By doing line search in each iteration, We automatically have

F(\mathbf{x}^0)\ge F(\mathbf{x}^1)\ge F(\mathbf{x}^2)\ge \cdots,

It can be shown that this sequence has similar convergence properties as steepest descent. No improvement after one cycle of line search along coordinate directions implies a stationary point is reached.

This process is illustrated below.

Coordinate descent.jpg


Coordinate descent has problems with non-smooth functions. The following picture shows that coordinate descent iteration may get stuck at a non-stationary point if the level curves of a function are not smooth.
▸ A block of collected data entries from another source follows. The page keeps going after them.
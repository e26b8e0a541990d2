//! Review rating on a 1–5 scale.

use serde::{Deserialize, Serialize};

use crate::error::Error;

/// A star rating between [`Rating::MIN`] and [`Rating::MAX`] inclusive.
#[derive(Debug, Clone, Copy, PartialEq, Eq, PartialOrd, Ord, Hash, Serialize, Deserialize)]
#[serde(try_from = "i64", into = "i64")]
pub struct Rating(u8);

impl Rating {
    /// Lowest accepted rating.
    pub const MIN: u8 = 1;
    /// Highest accepted rating.
    pub const MAX: u8 = 5;

    /// Create a rating from an integer.
    ///
    /// # Errors
    ///
    /// Returns [`Error::Validation`] when `value` is outside 1–5.
    pub fn new(value: i64) -> Result<Self, Error> {
        u8::try_from(value)
            .ok()
            .filter(|v| (Self::MIN..=Self::MAX).contains(v))
            .map(Self)
            .ok_or_else(|| {
                Error::Validation(format!(
                    "rating must be between {} and {}, got {value}",
                    Self::MIN,
                    Self::MAX
                ))
            })
    }

    /// Parse a rating from form input.
    ///
    /// # Errors
    ///
    /// Returns [`Error::Validation`] for non-integer input or values outside 1–5.
    pub fn parse(input: &str) -> Result<Self, Error> {
        let value = input
            .trim()
            .parse::<i64>()
            .map_err(|_| Error::Validation(format!("rating must be an integer, got {input:?}")))?;
        Self::new(value)
    }

    /// The numeric value.
    #[must_use]
    pub const fn value(self) -> u8 {
        self.0
    }
}

impl TryFrom<i64> for Rating {
    type Error = Error;

    fn try_from(value: i64) -> Result<Self, Self::Error> {
        Self::new(value)
    }
}

impl From<Rating> for i64 {
    fn from(rating: Rating) -> Self {
        Self::from(rating.0)
    }
}

impl std::fmt::Display for Rating {
    fn fmt(&self, f: &mut std::fmt::Formatter<'_>) -> std::fmt::Result {
        write!(f, "{}", self.0)
    }
}

#[cfg(feature = "postgres")]
impl sqlx::Type<sqlx::Postgres> for Rating {
    fn type_info() -> sqlx::postgres::PgTypeInfo {
        <i16 as sqlx::Type<sqlx::Postgres>>::type_info()
    }

    fn compatible(ty: &sqlx::postgres::PgTypeInfo) -> bool {
        <i16 as sqlx::Type<sqlx::Postgres>>::compatible(ty)
    }
}

#[cfg(feature = "postgres")]
impl<'r> sqlx::Decode<'r, sqlx::Postgres> for Rating {
    fn decode(value: sqlx::postgres::PgValueRef<'r>) -> Result<Self, sqlx::error::BoxDynError> {
        let raw = <i16 as sqlx::Decode<sqlx::Postgres>>::decode(value)?;
        Ok(Self::new(i64::from(raw))?)
    }
}

#[cfg(feature = "postgres")]
impl sqlx::Encode<'_, sqlx::Postgres> for Rating {
    fn encode_by_ref(
        &self,
        buf: &mut sqlx::postgres::PgArgumentBuffer,
    ) -> Result<sqlx::encode::IsNull, sqlx::error::BoxDynError> {
        <i16 as sqlx::Encode<sqlx::Postgres>>::encode_by_ref(&i16::from(self.0), buf)
    }
}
Coordinate descent algorithms are used in machine learning, e.g. for training linear support vector machines[1] (see LIBLINEAR) and non-negative matrix factorization.[2]

See also[edit]


  1. ^ Hsieh, C. J.; Chang, K. W.; Lin, C. J.; Keerthi, S. S.; Sundararajan, S. (2008). "A dual coordinate descent method for large-scale linear SVM". Proceedings of the 25th international conference on Machine learning - ICML '08 (PDF). p. 408. doi:10.1145/1390156.1390208. ISBN 9781605582054.  edit
  2. ^ Hsieh, C. J.; Dhillon, I. S. (2011). Fast coordinate descent methods with variable selection for non-negative matrix factorization (PDF). Proceedings of the 17th ACM SIGKDD international conference on Knowledge discovery and data mining - KDD '11. p. 1064. doi:10.1145/2020408.2020577. ISBN 9781450308137.  edit
  • Bezdek, J. C.; Hathaway, R. J.; Howard, R. E.; Wilson, C. A.; Windham, M. P. (1987), "Local convergence analysis of a grouped variable version of coordinate descent", Journal of Optimization theory and applications (Kluwer Academic/Plenum Publishers) 54 (3): 471–477, doi:10.1007/BF00940196 
  • Bertsekas, Dimitri P. (1999). Nonlinear Programming, Second Edition Athena Scientific, Belmont, Massachusetts. ISBN 1-886529-00-0.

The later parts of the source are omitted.